Instructions to follow>
Check each line of the entries for "existing" and report the ones that have it.

Stored data entries>
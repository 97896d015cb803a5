//! Apt releases and the content hanging off them.
//!
//! A release owns components and architectures. Packages are linked into a
//! component through package release components, which are the only record
//! of a package being "in" a release.

use depot_id::{Identifier, ResourceKind};
use serde::{Deserialize, Serialize};
use serde_json::{json, Map, Value};
use tracing::debug;

use crate::{
    api::{filters, id_field, str_field, Filters, ListPage, Pagination, ResourceApi, TaskRef},
    error::Result,
    repository::RepositoryApi,
    session::Session,
};

/// Filters accepted by [`ReleaseApi::list`].
#[derive(Debug, Clone, Default, PartialEq, Eq)]
pub struct ReleaseFilter {
    /// Only releases in the latest version of this repository.
    pub repository: Option<Identifier>,
    pub distribution: Option<String>,
    pub codename: Option<String>,
    pub suite: Option<String>,
    /// Only releases containing this package. Needs `repository`.
    pub package: Option<Identifier>,
}

/// A release to find or create.
#[derive(Debug, Clone, Default, PartialEq, Eq, Serialize, Deserialize)]
pub struct NewRelease {
    pub distribution: String,
    pub codename: String,
    pub suite: String,
    #[serde(default, skip_serializing_if = "Option::is_none")]
    pub origin: Option<String>,
    #[serde(default, skip_serializing_if = "Option::is_none")]
    pub label: Option<String>,
    #[serde(default, skip_serializing_if = "Option::is_none")]
    pub description: Option<String>,
    #[serde(default, skip_serializing)]
    pub components: Vec<String>,
    #[serde(default, skip_serializing)]
    pub architectures: Vec<String>,
}

pub struct ReleaseApi<'s> {
    session: &'s Session,
}

impl<'s> ReleaseApi<'s> {
    pub fn new(session: &'s Session) -> Self {
        Self { session }
    }

    fn resource(&self) -> Result<ResourceApi<'s>> {
        ResourceApi::for_kind(self.session, ResourceKind::Release)
    }

    fn filters(&self, filter: &ReleaseFilter) -> Result<Filters> {
        let mut out = Filters::new();
        if let Some(repo) = &filter.repository {
            let version = RepositoryApi::new(self.session).latest_version(repo)?;
            let version = self.session.reference(&version);
            if let Some(package) = &filter.package {
                out.insert(
                    "package".to_string(),
                    format!("{},{version}", self.session.reference(package)),
                );
            }
            out.insert("repository_version".to_string(), version);
        }
        for (key, value) in [
            ("distribution", &filter.distribution),
            ("codename", &filter.codename),
            ("suite", &filter.suite),
        ] {
            if let Some(value) = value {
                out.insert(key.to_string(), value.clone());
            }
        }
        Ok(out)
    }

    /// One page of releases, each decorated with the names of its
    /// components and architectures.
    pub fn list(&self, pagination: Pagination, filter: &ReleaseFilter) -> Result<ListPage> {
        let mut page = self.resource()?.list(pagination, &self.filters(filter)?)?;

        let components = ReleaseComponentApi::new(self.session);
        let architectures = ReleaseArchitectureApi::new(self.session);
        for release in &mut page.results {
            let id = id_field(release, "id")?;
            release["components"] = json!(components.names(&id)?);
            release["architectures"] = json!(architectures.names(&id)?);
        }
        Ok(page)
    }

    /// Identifiers of every release matching `filter`, without decoration.
    pub fn ids(&self, filter: &ReleaseFilter) -> Result<Vec<Identifier>> {
        self.resource()?
            .pages(self.filters(filter)?)
            .map(|release| release.and_then(|r| id_field(&r, "id")))
            .collect()
    }

    /// The release named `distribution` in `repo`, if there is one.
    pub fn find(&self, repo: &Identifier, distribution: &str) -> Result<Option<Identifier>> {
        let filter = ReleaseFilter {
            repository: Some(*repo),
            distribution: Some(distribution.to_string()),
            ..Default::default()
        };
        Ok(self.ids(&filter)?.into_iter().next())
    }

    pub fn read(&self, release: &Identifier) -> Result<Value> {
        self.resource()?.read(release)
    }

    /// Finds or creates a release along with its components and
    /// architectures, then adds all of them to `repo` in one modify call.
    ///
    /// Releases are shared between repositories, so an existing release
    /// with the same distribution, codename and suite is reused.
    pub fn create(&self, repo: &Identifier, release: &NewRelease) -> Result<TaskRef> {
        let existing = self.resource()?.list(
            Pagination::first(1),
            &filters([
                ("distribution", release.distribution.as_str()),
                ("codename", release.codename.as_str()),
                ("suite", release.suite.as_str()),
            ]),
        )?;

        let release_id = match existing.results.first() {
            Some(record) => id_field(record, "id")?,
            None => {
                debug!(distribution = %release.distribution, "creating release");
                let record = self
                    .resource()?
                    .create(serde_json::to_value(release)?)?
                    .into_record()?;
                id_field(&record, "id")?
            }
        };

        let mut content = vec![release_id];
        content.extend(self.add_components(&release_id, &release.components)?);
        content.extend(self.add_architectures(&release_id, &release.architectures)?);

        RepositoryApi::new(self.session).modify_content(repo, &content, &[])
    }

    pub fn add_components(&self, release: &Identifier, names: &[String]) -> Result<Vec<Identifier>> {
        let api = ReleaseComponentApi::new(self.session);
        names
            .iter()
            .map(|name| api.find_or_create(release, name))
            .collect()
    }

    pub fn add_architectures(
        &self,
        release: &Identifier,
        names: &[String],
    ) -> Result<Vec<Identifier>> {
        let api = ReleaseArchitectureApi::new(self.session);
        names
            .iter()
            .map(|name| api.find_or_create(release, name))
            .collect()
    }
}

/// Named items owned by one release.
struct ReleaseItems<'s> {
    session: &'s Session,
    kind: ResourceKind,
    field: &'static str,
}

impl<'s> ReleaseItems<'s> {
    fn resource(&self) -> Result<ResourceApi<'s>> {
        ResourceApi::for_kind(self.session, self.kind)
    }

    fn filters(&self, release: &Identifier, name: Option<&str>) -> Filters {
        let mut out = filters([("release", self.session.reference(release))]);
        if let Some(name) = name {
            out.insert(self.field.to_string(), name.to_string());
        }
        out
    }

    fn records(&self, release: &Identifier, name: Option<&str>) -> Result<Vec<Value>> {
        self.resource()?.list_all(self.filters(release, name))
    }

    fn ids(&self, release: &Identifier, name: Option<&str>) -> Result<Vec<Identifier>> {
        self.records(release, name)?
            .iter()
            .map(|record| id_field(record, "id"))
            .collect()
    }

    fn names(&self, release: &Identifier) -> Result<Vec<String>> {
        self.records(release, None)?
            .iter()
            .map(|record| str_field(record, self.field).map(str::to_string))
            .collect()
    }

    fn find_or_create(&self, release: &Identifier, name: &str) -> Result<Identifier> {
        if let Some(id) = self.ids(release, Some(name))?.into_iter().next() {
            return Ok(id);
        }
        let mut body = Map::new();
        body.insert(self.field.to_string(), Value::String(name.to_string()));
        body.insert(
            "release".to_string(),
            Value::String(self.session.reference(release)),
        );
        let record = self
            .resource()?
            .create(Value::Object(body))?
            .into_record()?;
        id_field(&record, "id")
    }
}

/// Components of a release.
pub struct ReleaseComponentApi<'s> {
    items: ReleaseItems<'s>,
}

impl<'s> ReleaseComponentApi<'s> {
    pub fn new(session: &'s Session) -> Self {
        Self {
            items: ReleaseItems {
                session,
                kind: ResourceKind::ReleaseComponent,
                field: "component",
            },
        }
    }

    /// Components of `release`, optionally only the one named `component`.
    pub fn list(&self, release: &Identifier, component: Option<&str>) -> Result<Vec<Identifier>> {
        self.items.ids(release, component)
    }

    pub fn names(&self, release: &Identifier) -> Result<Vec<String>> {
        self.items.names(release)
    }

    pub fn find_or_create(&self, release: &Identifier, component: &str) -> Result<Identifier> {
        self.items.find_or_create(release, component)
    }
}

/// Architectures of a release.
pub struct ReleaseArchitectureApi<'s> {
    items: ReleaseItems<'s>,
}

impl<'s> ReleaseArchitectureApi<'s> {
    pub fn new(session: &'s Session) -> Self {
        Self {
            items: ReleaseItems {
                session,
                kind: ResourceKind::ReleaseArchitecture,
                field: "architecture",
            },
        }
    }

    pub fn list(
        &self,
        release: &Identifier,
        architecture: Option<&str>,
    ) -> Result<Vec<Identifier>> {
        self.items.ids(release, architecture)
    }

    pub fn names(&self, release: &Identifier) -> Result<Vec<String>> {
        self.items.names(release)
    }

    pub fn find_or_create(&self, release: &Identifier, architecture: &str) -> Result<Identifier> {
        self.items.find_or_create(release, architecture)
    }
}

/// Links between packages and release components.
pub struct PackageReleaseComponentApi<'s> {
    session: &'s Session,
}

impl<'s> PackageReleaseComponentApi<'s> {
    pub fn new(session: &'s Session) -> Self {
        Self { session }
    }

    fn resource(&self) -> Result<ResourceApi<'s>> {
        ResourceApi::for_kind(self.session, ResourceKind::PackageReleaseComponent)
    }

    /// The link between `package` and `component`, if it exists.
    pub fn find(&self, package: &Identifier, component: &Identifier) -> Result<Option<Identifier>> {
        let page = self.resource()?.list(
            Pagination::first(1),
            &filters([
                ("package", self.session.reference(package)),
                ("release_component", self.session.reference(component)),
            ]),
        )?;
        page.results
            .first()
            .map(|record| id_field(record, "id"))
            .transpose()
    }

    /// Returns the existing link, creating it first if needed.
    pub fn find_or_create(&self, package: &Identifier, component: &Identifier) -> Result<Identifier> {
        if let Some(prc) = self.find(package, component)? {
            return Ok(prc);
        }
        let record = self
            .resource()?
            .create(json!({
                "package": self.session.reference(package),
                "release_component": self.session.reference(component),
            }))?
            .into_record()?;
        id_field(&record, "id")
    }
}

Exercise solution>
    /// Releases are shared between repositories, so an existing release
        let existing = self.resource()?.list(
        let release_id = match existing.results.first() {
    /// Returns the existing link, creating it first if needed.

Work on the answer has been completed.